Three years in, what is a normal UPC win rate? Preliminary injunctions granted ~57%, infringement ~63%, validity attacked successfully in most merits rulings — the base rates that price a settlement.

The Unified Patent Court turned three on 1 June 2026, and the single question every client still asks first — "What's the UPC win rate?" — finally has enough decisions behind it to answer with numbers instead of impressions. Across the UPC decisions our platform has classified, the base rates that drive settlement value are these: preliminary injunctions are granted about 57% of the time, infringement is found in about 63% of merits rulings, and when validity is put in issue on the merits, the patent is revoked, partially revoked, or amended far more often than it is cleanly upheld. None of those is the number a single firm headline gives you, because each headline picks a different denominator. This piece sets out what is actually normal.

That is the point of a base rate. A UPC case is rarely fought to judgment — most resolve by settlement or withdrawal — and the settlement price is set by what each side believes the court would do. Get the base rate wrong and you misprice the case. So here is the definitive "what's normal at the UPC" reference, built on the outcomes our platform has classified rather than on any single firm's headline.

Validity is the patentee's real enemy

The validity row is where careless reading does the most damage. When validity is put in issue on the merits, the patent is left untouched only rarely: across contested-validity outcomes, it is fully revoked, partially revoked, or pushed into amendment far more often than it is cleanly upheld — an 88% adverse rate. When validity is genuinely litigated at the UPC, the patent rarely emerges unscathed.

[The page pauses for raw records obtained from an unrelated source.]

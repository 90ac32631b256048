use std::{
	collections::VecDeque,
	fmt::Display,
	time::{Duration, Instant},
};

use log::{debug, warn};
use thiserror::Error;

use crate::config::SessionConfig;

use super::{normalize_sender, Command, Message, Reply, ReplyBuffer, ResponseCode};

/// How long `open` waits before actually asking for a connection.
pub const CONNECT_DELAY: Duration = Duration::from_millis(100);

/// One attempt at getting one message to one server.
///
/// A session does no I/O of its own. The caller tells it about transport and
/// timer events through the `on_*` and `handle_timeout` methods, then drains
/// [Action]s with [Session::poll_action] and carries them out in order. The
/// next deadline the caller has to wake up for is [Session::poll_timeout].
pub struct Session {
	config: SessionConfig,
	message: Message,
	state: State,
	buffer: ReplyBuffer,
	last_code: u16,

	connected: bool,
	established: bool,
	finished: bool,

	connect_at: Option<Instant>,
	timeout_at: Option<Instant>,

	actions: VecDeque<Action>,
}

impl Session {
	pub fn new(config: SessionConfig) -> Self {
		Self {
			config,
			message: Message::default(),
			state: State::default(),
			buffer: ReplyBuffer::default(),
			last_code: 0,
			connected: false,
			established: false,
			finished: false,
			connect_at: None,
			timeout_at: None,
			actions: VecDeque::new(),
		}
	}

	pub fn configure<S: Into<String>>(
		&mut self,
		host: S,
		port: u16,
		timeout: Duration,
	) -> Result<(), UsageError> {
		self.check_idle()?;

		self.config.host = host.into();
		self.config.port = port;
		self.config.timeout = timeout;
		Ok(())
	}

	pub fn set_sender(&mut self, sender: &str) -> Result<(), UsageError> {
		self.check_idle()?;
		self.message.sender = normalize_sender(sender);
		Ok(())
	}

	pub fn set_recipient<S: Into<String>>(&mut self, recipient: S) -> Result<(), UsageError> {
		self.check_idle()?;
		self.message.recipient = recipient.into();
		Ok(())
	}

	pub fn set_subject<S: Into<String>>(&mut self, subject: S) -> Result<(), UsageError> {
		self.check_idle()?;
		self.message.subject = subject.into();
		Ok(())
	}

	pub fn set_header<S: Into<String>>(&mut self, header: S) -> Result<(), UsageError> {
		self.check_idle()?;
		self.message.header = header.into();
		Ok(())
	}

	pub fn set_body<S: Into<String>>(&mut self, body: S) -> Result<(), UsageError> {
		self.check_idle()?;
		self.message.body = body.into();
		Ok(())
	}

	/// Schedule a connection. Calling this again while a connection is
	/// pending or up is allowed; the old one is dropped when the delay fires.
	pub fn open(&mut self, now: Instant) {
		if self.connected || self.connect_at.is_some() {
			debug!("open while a connection is active, it will be replaced");
		}

		self.connect_at = Some(now + CONNECT_DELAY);
	}

	/// Nudge the session along. Replies are what actually move it forward,
	/// so mostly this just makes sure we're connected and the timer is
	/// running.
	pub fn send(&mut self, now: Instant) {
		if !self.connected {
			self.connect(now);
		}

		if self.state == State::Finished && self.connected {
			self.finished = false;
			self.state = State::In;
			self.write(Output::Command(Command::Helo(self.config.domain.clone())));
		}

		if self.connected {
			self.timeout_at = self.deadline(now);
		}
	}

	/// Drop the connection and every timer. Transport and timer events that
	/// arrive after this are ignored.
	pub fn close(&mut self) {
		let active = self.connected || self.connect_at.is_some();

		self.connect_at = None;
		self.timeout_at = None;

		if !active {
			return;
		}

		if self.connected {
			self.actions.push_back(Action::Disconnect);
		}

		self.connected = false;
		self.established = false;
		self.buffer.clear();

		debug!("connection to {} closed", self.config.host);
		self.actions.push_back(Action::Notify(Event::ConnectionClosed));
	}

	/// The transport finished connecting.
	pub fn on_connected(&mut self, _now: Instant) {
		if self.connected {
			self.established = true;
		}
	}

	/// Bytes came in off the transport.
	pub fn on_received(&mut self, bytes: &[u8], now: Instant) {
		if !self.connected {
			debug!("dropping {} bytes received after close", bytes.len());
			return;
		}

		self.established = true;
		self.buffer.push(bytes);

		while let Some(line) = self.buffer.next_line() {
			self.timeout_at = None;
			self.process_line(&line);

			if !self.connected {
				return;
			}
		}

		if !self.idle() && self.timeout_at.is_none() {
			self.timeout_at = self.deadline(now);
		}
	}

	/// The peer hung up.
	pub fn on_transport_closed(&mut self) {
		if self.connected {
			self.close();
		}
	}

	pub fn on_transport_error(&mut self) {
		if self.connected {
			self.fail(SmtpError::ConnectError);
		}
	}

	pub fn handle_timeout(&mut self, now: Instant) {
		if matches!(self.connect_at, Some(at) if at <= now) {
			self.connect(now);
		}

		if matches!(self.timeout_at, Some(at) if at <= now) {
			self.timeout_at = None;

			if self.established {
				self.fail(SmtpError::InteractTimeout);
			} else {
				self.fail(SmtpError::ConnectTimeout);
			}
		}
	}

	/// The earliest point `handle_timeout` has something to do.
	pub fn poll_timeout(&self) -> Option<Instant> {
		[self.connect_at, self.timeout_at].into_iter().flatten().min()
	}

	pub fn poll_action(&mut self) -> Option<Action> {
		self.actions.pop_front()
	}

	pub fn state(&self) -> State {
		self.state
	}

	pub fn last_code(&self) -> u16 {
		self.last_code
	}

	pub fn is_connected(&self) -> bool {
		self.connected
	}

	pub fn is_finished(&self) -> bool {
		self.finished
	}

	pub fn message(&self) -> &Message {
		&self.message
	}

	pub fn config(&self) -> &SessionConfig {
		&self.config
	}

	fn connect(&mut self, now: Instant) {
		self.connect_at = None;

		if self.connected {
			// replacing a live connection doesn't count as closing it
			self.actions.push_back(Action::Disconnect);
		}

		self.buffer.clear();
		self.connected = true;
		self.established = false;
		self.finished = false;
		self.state = State::Init;
		self.last_code = 0;

		debug!("connecting to {}:{}", self.config.host, self.config.port);
		self.actions.push_back(Action::Connect {
			host: self.config.host.clone(),
			port: self.config.port,
		});

		self.timeout_at = self.deadline(now);
	}

	fn process_line(&mut self, line: &str) {
		let reply = Reply::from_line(line);
		self.last_code = reply.code.as_code();

		debug!("[{:?}] <- {}", self.state, line.trim_end());

		match reply.code {
			ResponseCode::ServiceReady => {
				self.state = State::In;
				self.write(Output::Command(Command::Helo(self.config.domain.clone())));
			}
			ResponseCode::ServiceClosing => self.state = State::Quit,
			ResponseCode::Okay => match self.state {
				State::In => {
					self.state = State::Ready;
					self.write(Output::Command(Command::Mail(self.message.sender.clone())));
				}
				State::Ready => {
					self.state = State::SentFrom;
					self.write(Output::Command(Command::Rcpt(
						self.message.recipient.clone(),
					)));
				}
				State::SentFrom => {
					self.state = State::SentTo;
					self.write(Output::Command(Command::Data));
				}
				State::Data => {
					self.state = State::Finished;
					self.finished = true;
					self.actions.push_back(Action::Notify(Event::MessageSent));

					// some servers complain about a duplicate HELO if we linger
					if !self.config.keep_alive {
						self.close();
					}
				}
				_ => self.command_error(SmtpError::Command, &reply),
			},
			ResponseCode::StartMailInput => {
				self.state = State::Data;
				self.write(Output::Data(self.message.payload()));
			}
			ResponseCode::InvalidParameters => self.command_error(SmtpError::Command, &reply),
			ResponseCode::PermanentMailFail => self.command_error(SmtpError::UnknownUser, &reply),
			ResponseCode::Unrecognized(_) => self.command_error(SmtpError::UnknownResponse, &reply),
		}
	}

	fn write(&mut self, output: Output) {
		match &output {
			Output::Command(command) => debug!("-> {}", command),
			Output::Data(data) => debug!("-> message data, {} bytes", data.len()),
		}

		self.actions.push_back(Action::Send(output));
	}

	fn command_error(&mut self, err: SmtpError, reply: &Reply) {
		warn!("smtp error in state {:?}: [{}]", self.state, reply);

		self.state = State::CommandError;
		self.fail(err);
	}

	fn fail(&mut self, err: SmtpError) {
		self.close();
		self.actions.push_back(Action::Notify(Event::Error(err)));
	}

	// a kept-alive connection sitting in Finished isn't waiting on anything,
	// every other connected state is waiting on the server
	fn idle(&self) -> bool {
		self.state == State::Finished
	}

	/// When the inactivity timer should fire. A timeout too large to land on
	/// a representable instant never fires.
	fn deadline(&self, now: Instant) -> Option<Instant> {
		let deadline = now.checked_add(self.config.timeout);

		if deadline.is_none() {
			debug!("timeout of {:?} is out of range, not arming it", self.config.timeout);
		}

		deadline
	}

	fn check_idle(&self) -> Result<(), UsageError> {
		if self.connected && !matches!(self.state, State::Init | State::Finished) {
			Err(UsageError::SessionActive(self.state))
		} else {
			Ok(())
		}
	}
}

#[derive(Clone, Copy, Debug, PartialEq, Eq)]
pub enum State {
	Init,
	In,
	Ready,
	SentFrom,
	SentTo,
	Data,
	Finished,
	Quit,
	CommandError,
}

impl Default for State {
	fn default() -> Self {
		State::Init
	}
}

/// Something the caller has to do on the session's behalf.
#[derive(Clone, Debug, PartialEq)]
pub enum Action {
	Connect { host: String, port: u16 },
	Send(Output),
	Disconnect,
	Notify(Event),
}

#[derive(Clone, Copy, Debug, PartialEq, Eq)]
pub enum Event {
	ConnectionClosed,
	MessageSent,
	Error(SmtpError),
}

#[derive(Clone, Debug, PartialEq)]
pub enum Output {
	Command(Command),
	Data(String),
}

impl Display for Output {
	fn fmt(&self, f: &mut std::fmt::Formatter<'_>) -> std::fmt::Result {
		match self {
			Self::Command(command) => write!(f, "{}\r\n", command),
			// already ends in the terminating ".\r\n"
			Self::Data(data) => write!(f, "{}", data),
		}
	}
}

#[derive(Clone, Copy, Debug, Error, PartialEq, Eq)]
pub enum SmtpError {
	#[error("timed out connecting to the server")]
	ConnectTimeout,
	#[error("timed out waiting for the server to reply")]
	InteractTimeout,
	#[error("there was an error connecting to the server")]
	ConnectError,
	#[error("the server rejected a command")]
	Command,
	#[error("the server does not know the recipient")]
	UnknownUser,
	#[error("the server sent a reply we don't understand")]
	UnknownResponse,
}

#[derive(Clone, Copy, Debug, Error, PartialEq, Eq)]
pub enum UsageError {
	#[error("the session can't be changed while it's in progress (state {0:?})")]
	SessionActive(State),
}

That 88% is the number a patentee facing a real prior-art case should price against, and it is not the same thing as the court-wide statistics that get quoted in headlines. It covers only the cases where validity was actually litigated to an outcome — a self-selected pool where someone already thought the patent vulnerable. Counting an amended-but-surviving patent as adverse, because the claims narrowed, drives that figure; strip amendments out and the patent is still revoked or partially revoked in about 69% of contested-validity outcomes.

This is a different number from the court-wide statistic, and it measures a different thing. The UPC's own framing is of infringement actions as a whole — just over 50% end valid and infringed, about 25% not infringed, and about 25% invalid — but most infringement actions raise no serious validity challenge, so that picture is dominated by cases where validity was never really in play. It describes the whole infringement docket, not the risk to a patentee in a genuinely contested case. Bardehle's published breakdown of the merits is starker still: in infringement main proceedings, patents were maintained as granted in 52% of revocation counterclaims, amended in 16%, fully revoked in 31%; in standalone revocations, amended (38%) outran maintained-as-granted (24%). The lesson is consistent — if you hold the patent, price validity as your primary risk.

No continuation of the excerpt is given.